Functional diversity across families of bacterial metalloregulators: what can we learn about specificity from sequence similarity?
Functional diversity across families of bacterial metalloregulators: what can we learn about specificity from sequence similarity?
Rondon, J. J.; Antelo, G. T.; Capdevila, D. A.
AbstractMetal ions play essential roles in bacterial physiology, acting as cofactors and signals for transcriptional responses under stress conditions. To maintain metal homeostasis, bacteria rely on specialized metalloregulatory transcription factors, including representatives of the ArsR, MerR, Fur, MarR, and other families. Although these regulators have been extensively studied in a handful of model organisms, the vast majority of their homologs across bacterial diversity remain uncharacterized.
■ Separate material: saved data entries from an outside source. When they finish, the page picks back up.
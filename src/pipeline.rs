//! Background re-serialization.
//!
//! A [`Pipeline`] owns one OS thread that drains packets from a demuxer and
//! feeds them to a muxer writing into a [`DiskCache`]. It is the only writer of
//! its cache.

use mediastore_common::{MediaId, Result};
use mediastore_media::{AbortHandle, Demuxer, Muxer};
use std::sync::atomic::{AtomicBool, AtomicI64, AtomicU64, Ordering};
use std::sync::Arc;
use std::thread::JoinHandle;
use std::time::{Duration, Instant};
use tracing::{debug, error, info, warn};

use crate::cache::DiskCache;
use crate::config::PipelineConfig;

/// Granularity of the sleeps between drain passes.
const SLEEP_SLICE: Duration = Duration::from_millis(10);

/// Counters shared between the driver thread and its owner.
#[derive(Debug)]
pub struct PipelineStats {
    packets: AtomicU64,
    max_timestamp: AtomicI64,
    demux_errors: AtomicU64,
}

impl PipelineStats {
    fn new() -> Self {
        Self {
            packets: AtomicU64::new(0),
            max_timestamp: AtomicI64::new(i64::MIN),
            demux_errors: AtomicU64::new(0),
        }
    }

    /// Packets muxed so far.
    pub fn packets(&self) -> u64 {
        self.packets.load(Ordering::SeqCst)
    }

    /// Highest timestamp muxed so far, in microseconds.
    pub fn max_timestamp(&self) -> Option<i64> {
        match self.max_timestamp.load(Ordering::SeqCst) {
            i64::MIN => None,
            ts => Some(ts),
        }
    }

    /// Failed demuxer reads so far.
    pub fn demux_errors(&self) -> u64 {
        self.demux_errors.load(Ordering::SeqCst)
    }
}

struct Driver {
    demuxer: Box<dyn Demuxer>,
    muxer: Box<dyn Muxer>,
    cache: Arc<DiskCache>,
    stop: Arc<AtomicBool>,
    stats: Arc<PipelineStats>,
    poll_interval: Duration,
    /// Last demux error reported, so a stuck source warns once.
    last_demux_error: Option<String>,
}

impl Driver {
    fn run(mut self) -> Box<dyn Muxer> {
        debug!("Pipeline started for {:?}", self.cache.path());

        while !self.stopped() {
            self.drain();
            self.sleep(self.poll_interval);
        }

        debug!(
            "Pipeline stopped for {:?} after {} packets",
            self.cache.path(),
            self.stats.packets()
        );
        self.muxer
    }

    fn stopped(&self) -> bool {
        self.stop.load(Ordering::SeqCst)
    }

    /// Mux everything the demuxer has ready.
    fn drain(&mut self) {
        while !self.stopped() {
            let packet = match self.demuxer.read() {
                Ok(Some(packet)) => {
                    self.last_demux_error = None;
                    packet
                }
                Ok(None) => return,
                Err(e) => {
                    if !self.stopped() {
                        self.report_demux_error(e.to_string());
                    }
                    return;
                }
            };

            let Some(stream) = self.demuxer.stream(packet.demuxer_id, packet.stream_id) else {
                warn!(
                    "No stream {} (demuxer {}) for packet, aborting pass",
                    packet.stream_id, packet.demuxer_id
                );
                return;
            };

            if let Err(e) = self.muxer.write(&packet, stream) {
                warn!("Failed to mux packet into {:?}: {}", self.cache.path(), e);
                return;
            }

            self.stats.packets.fetch_add(1, Ordering::SeqCst);
            if let Some(ts) = packet.timestamp() {
                self.stats.max_timestamp.fetch_max(ts, Ordering::SeqCst);
            }

            if let Some(delay) = self.cache.write_delay() {
                self.sleep(delay);
            }
        }
    }

    fn report_demux_error(&mut self, message: String) {
        self.stats.demux_errors.fetch_add(1, Ordering::SeqCst);
        if self.last_demux_error.as_deref() == Some(message.as_str()) {
            debug!("Demux error for {:?} persists: {}", self.cache.path(), message);
        } else {
            warn!("Demux error for {:?}: {}", self.cache.path(), message);
            self.last_demux_error = Some(message);
        }
    }

    /// Sleep for `duration`, waking early on stop.
    fn sleep(&self, duration: Duration) {
        let deadline = Instant::now() + duration;
        while !self.stopped() {
            let now = Instant::now();
            if now >= deadline {
                break;
            }
            std::thread::sleep(SLEEP_SLICE.min(deadline - now));
        }
    }
}

/// A running conversion.
pub struct Pipeline {
    name: String,
    stop: Arc<AtomicBool>,
    input_abort: AbortHandle,
    demuxer_abort: AbortHandle,
    stats: Arc<PipelineStats>,
    handle: Option<JoinHandle<Box<dyn Muxer>>>,
}

impl Pipeline {
    /// Start draining `demuxer` into `muxer` on a new thread.
    ///
    /// `input_abort` belongs to the input the demuxer reads from; aborting it
    /// is how [`close`](Self::close) unblocks a stalled source.
    pub fn start(
        media_id: MediaId,
        demuxer: Box<dyn Demuxer>,
        muxer: Box<dyn Muxer>,
        cache: Arc<DiskCache>,
        input_abort: AbortHandle,
        config: &PipelineConfig,
    ) -> Result<Self> {
        let name = format!("mediastore-pipeline-{}", media_id);
        let stop = Arc::new(AtomicBool::new(false));
        let stats = Arc::new(PipelineStats::new());
        let demuxer_abort = demuxer.abort_handle();

        let driver = Driver {
            demuxer,
            muxer,
            cache,
            stop: Arc::clone(&stop),
            stats: Arc::clone(&stats),
            poll_interval: config.poll_interval(),
            last_demux_error: None,
        };

        let handle = std::thread::Builder::new()
            .name(name.clone())
            .spawn(move || driver.run())?;

        info!("Started {}", name);
        Ok(Self {
            name,
            stop,
            input_abort,
            demuxer_abort,
            stats,
            handle: Some(handle),
        })
    }

    pub fn name(&self) -> &str {
        &self.name
    }

    pub fn is_running(&self) -> bool {
        self.handle.as_ref().is_some_and(|h| !h.is_finished())
    }

    pub fn stats(&self) -> &Arc<PipelineStats> {
        &self.stats
    }

    /// Stop the driver, wait for it and close the muxer. Idempotent.
    pub fn close(&mut self) {
        let Some(handle) = self.handle.take() else {
            return;
        };

        self.stop.store(true, Ordering::SeqCst);
        self.demuxer_abort.abort();
        self.input_abort.abort();

        match handle.join() {
            Ok(mut muxer) => {
                if let Err(e) = muxer.close() {
                    warn!("Failed to close muxer of {}: {}", self.name, e);
                }
            }
            Err(_) => error!("{} panicked", self.name),
        }
        info!("Stopped {}", self.name);
    }
}

impl Drop for Pipeline {
    fn drop(&mut self) {
        self.close();
    }
}
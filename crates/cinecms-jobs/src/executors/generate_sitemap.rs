//! Sitemap generation executor.
//!
//! Collects public URLs (movies plus published pages), renders a sitemap
//! per <https://www.sitemaps.org/protocol.html>, and writes it into the
//! public directory.

use crate::error::{JobError, Result};
use crate::executors::JobExecutor;
use async_trait::async_trait;
use chrono::Utc;
use cinecms_commons::Job;
use cinecms_content::{MovieService, PageService};
use std::path::PathBuf;
use std::sync::Arc;

pub struct GenerateSitemapExecutor {
    movies: Arc<MovieService>,
    pages: Arc<PageService>,
    base_url: String,
    output_dir: PathBuf,
}

impl GenerateSitemapExecutor {
    pub fn new(
        movies: Arc<MovieService>,
        pages: Arc<PageService>,
        base_url: impl Into<String>,
        output_dir: impl Into<PathBuf>,
    ) -> Self {
        Self {
            movies,
            pages,
            base_url: base_url.into().trim_end_matches('/').to_string(),
            output_dir: output_dir.into(),
        }
    }

    fn render(&self, urls: &[String]) -> String {
        let mut xml = String::with_capacity(128 + urls.len() * 64);
        xml.push_str("<?xml version=\"1.0\" encoding=\"UTF-8\"?>\n");
        xml.push_str("<urlset xmlns=\"http://www.sitemaps.org/schemas/sitemap/0.9\">\n");
        for url in urls {
            xml.push_str("  <url><loc>");
            xml.push_str(url);
            xml.push_str("</loc></url>\n");
        }
        xml.push_str("</urlset>\n");
        xml
    }
}

#[async_trait]
impl JobExecutor for GenerateSitemapExecutor {
    async fn execute(&self, job: &mut Job) -> Result<()> {
        log::info!("Starting sitemap generation");

        let mut urls: Vec<String> = Vec::new();
        for movie in self.movies.all()? {
            urls.push(format!("{}/movies/{}", self.base_url, movie.slug));
        }
        for page in self.pages.published_pages()? {
            urls.push(format!("{}/pages/{}", self.base_url, page.slug));
        }

        let xml = self.render(&urls);
        let target = self.output_dir.join("sitemap.xml");

        tokio::fs::create_dir_all(&self.output_dir)
            .await
            .map_err(|e| JobError::Execution(format!("Failed to create sitemap dir: {}", e)))?;
        tokio::fs::write(&target, xml)
            .await
            .map_err(|e| JobError::Execution(format!("Failed to write sitemap: {}", e)))?;

        log::info!("Sitemap with {} URLs written to {}", urls.len(), target.display());

        job.parameters
            .insert("LastGenerationTime".to_string(), Utc::now().to_rfc3339());
        job.parameters
            .insert("UrlCount".to_string(), urls.len().to_string());
        Ok(())
    }
}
This gap limits functional annotation in comparative genomics and the ability to identify novel sensors in pathogens or environmental species. Sequence Similarity Networks (SSNs) offer a scalable approach to visualize and analyze protein families with thousands of sequences, enabling the identification of putative functional clusters based on sequence divergence. Integrating SSNs with curated annotations provides an opportunity to evaluate the current state of knowledge within each family, quantify the number of regulators with known inducers, and identify clusters that remain unexplored. Such quantitative assessments help prioritize families or clades for deeper functional investigation. Beyond descriptive analyses, SSNs can inform the construction of cluster-specific profile Hidden Markov Models (HMMs), which allow sensitive detection of candidate sensors in bacterial genomes. This is particularly relevant for non-model organisms, where gene annotation is often limited. By combining SSNs, HMM-based genomic mining, phylogenetics, and a structural approach, we aim to propose a unified framework for mapping the functional landscape of metalloregulatory families and discovering previously unrecognized sensors.